Ads in applications have come a long way in the past decade. They have evolved from bland, static pictures of products that someone would probably find in a thrift store today, to interactive games, videos and more. It is fair to say that time and technology have changed a few things.

In SD Times’ debut issue from February 2000, Doug Root, then the director of sales and marketing for Premia, a software tools supplier, said, “Ad-based software will be somewhat successful, but it might be compromising valuable user space to accommodate banners and advertising.”

However, with changes in technology over the past 10 years, Root’s opinions have changed somewhat as well.

Gartner analyst Andrew Frank agreed with Root’s opinion in 2000 and pointed out that before widgets, which helped create branded content, apps were more utilitarian and advertising wasn’t seen as appropriate. But with things like Facebook and other social media platforms, ads in apps really took off, he said.

“Technology has also advanced to the point that consumers can make choices,” said Root, now the president of EnVision Outdoor Living. Rather than dealing with a static ad or pop-up ad as frequently as people had to 10 years ago, technology has now evolved enough that consumers can opt for different, non-ad versions of programs, or choose to ignore ads more easily because consumers are given options to view or opt out, Root explained.

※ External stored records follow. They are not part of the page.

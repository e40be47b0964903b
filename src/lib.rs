//! # KYNEX Deploy - Rust Library
//!
//! A Rust library for generating deployment artifacts for KYNEX.dev chatbot
//! agents. Given a target platform and agent metadata, it produces everything
//! needed to wire the agent up: webhook URLs, embeddable widget code,
//! integration code samples, platform-specific configuration, setup
//! instructions, and a testing guide.
//!
//! ## Key Features
//!
//! - **Six platforms**: Website Widget, API Webhook, WhatsApp, Telegram,
//!   X (Twitter), and Instagram, each with its own template set
//! - **Pure and synchronous**: no I/O, no shared state; safe to call from
//!   any number of threads concurrently
//! - **Stable URLs**: pass an existing deployment id to regenerate a bundle
//!   with identical URLs and tokens
//! - **Credential echoing**: missing required credentials never fail
//!   generation; they are surfaced per key in the setup instructions
//!
//! ## Quick Start
//!
//! ```rust
//! use kynex_deploy_rs::{DeploymentGeneratorBuilder, DeploymentRequest, Result};
//!
//! fn main() -> Result<()> {
//!     let generator = DeploymentGeneratorBuilder::new()
//!         .with_base_url("https://kynex.dev")
//!         .build()?;
//!
//!     let request = DeploymentRequest::new("Website Widget", "agent-42", "Support Bot")
//!         .with_deployment_id("dep123");
//!
//!     let bundle = generator.generate(&request)?;
//!
//!     assert_eq!(bundle.webhook_url, "https://kynex.dev/api/webhook/widget/dep123");
//!     println!("{}", bundle.embed_code.unwrap());
//!     Ok(())
//! }
//! ```
//!
//! ## Platform Dispatch
//!
//! The platform set is closed: the request's platform string is matched
//! exactly and case-sensitively against the six supported names, and
//! anything else fails with [`Error::UnsupportedPlatform`]. There is no
//! fallback bundle. Internally platforms are a sum type ([`Platform`]) and
//! generation is an exhaustive match, so adding a platform means adding a
//! variant plus its template set.
//!
//! ## Deployment Ids
//!
//! When a request carries no deployment id, a fresh 21-character URL-safe
//! token is generated and echoed back in the bundle. Every artifact in one
//! bundle references the same id: the webhook URL, the widget container id,
//! and the verify token all agree. Callers regenerating artifacts for an
//! existing deployment must pass the stored id, otherwise the new bundle
//! will reference a different deployment.
//!
//! ## Error Handling
//!
//! The library uses a small [`Error`] type: [`Error::UnsupportedPlatform`]
//! for unknown platform strings and [`Error::Configuration`] for builder
//! misconfiguration. Missing credentials are advisory, never errors.

mod config;
mod error;
mod generator;
mod id;
mod platform;
mod snippets;
mod types;

#[cfg(test)]
mod tests;

pub use config::{GeneratorConfig, DEFAULT_BASE_URL};
pub use error::Error;
pub use generator::{DeploymentGenerator, DeploymentGeneratorBuilder};
pub use id::generate_deployment_id;
pub use platform::Platform;
pub use types::{CodeSample, DeploymentArtifactBundle, DeploymentRequest};

/// Result type for KYNEX deployment artifact operations.
///
/// This is a convenience alias for `std::result::Result<T, Error>` that
/// simplifies error handling throughout the library.
pub type Result<T> = std::result::Result<T, Error>;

Ads have also become so interactive and integrated into apps that it’s hard sometimes to even tell the difference between the two, Frank said. And of Apple’s new iAds platform coming into play: “I think [iAds] is certainly starting to blur the lines between the concept of an app as an ad and an app as a media spot where an ad can occur. Now we see both things coming together,” he said.  

Apple’s newest platform will now move complex, interactive ads into mobile applications for the iPhone, iPod Touch and iPad. This move can also prove lucrative for developers, who will receive 60% of the ad revenue run on their programs.

At the iPhone 4.0 launch, where the iAds platform was announced, Apple’s CEO Steve Jobs estimated there will soon be around 100 million Apple devices on the market and that most people’s mobile activity will be dominated by spending about 30 minutes a day using applications. If 10 ads were to appear on each device per day, it would make for about 1 billion ad impressions daily, according to Jobs.

“I think [iAds] can be very viable. It just has to be done right so it’s not an intrusive, interrupting experience for the consumers,” as was the experience 10 years ago, Root said.

Matthew Weinberger, an associate contributing blogger for value-added reseller The VAR Guy and an app consumer, said, “If it helps keep a useful app free or at least cheaper, then more power to them.” He added that in order “to stay competitive in the app store, you have to price your stuff low, and the developers have to make money somehow.”

Gary Chattem, another app consumer, has a different opinion. “I’m willing to spend US$1.99 for an ad-free version to not be distracted,” he said. However, he does use some apps with ads, but if he clicks on an ad enough times, he won’t use the app anymore. He has also learned that “after awhile, you know what ads are tolerable after using the apps.”

Deborah Schultz, partner at digital strategy consultancy firm Altimeter, agreed that ads have their time and place, but has also seen a change in consumers’ expectations about what an ad should offer. “The ‘telling and selling’ model doesn’t work anymore,” she said, “and ads need to be contextually meaningful to [consumers].”

Modern technology has enabled apps and ads to now be contextually meaningful to consumers, but it also raises the bar for developers to create something more interesting every time. But if done right, Root said, “The future of advertising in apps is very promising and can be a real win for consumers, advertisers and developers.”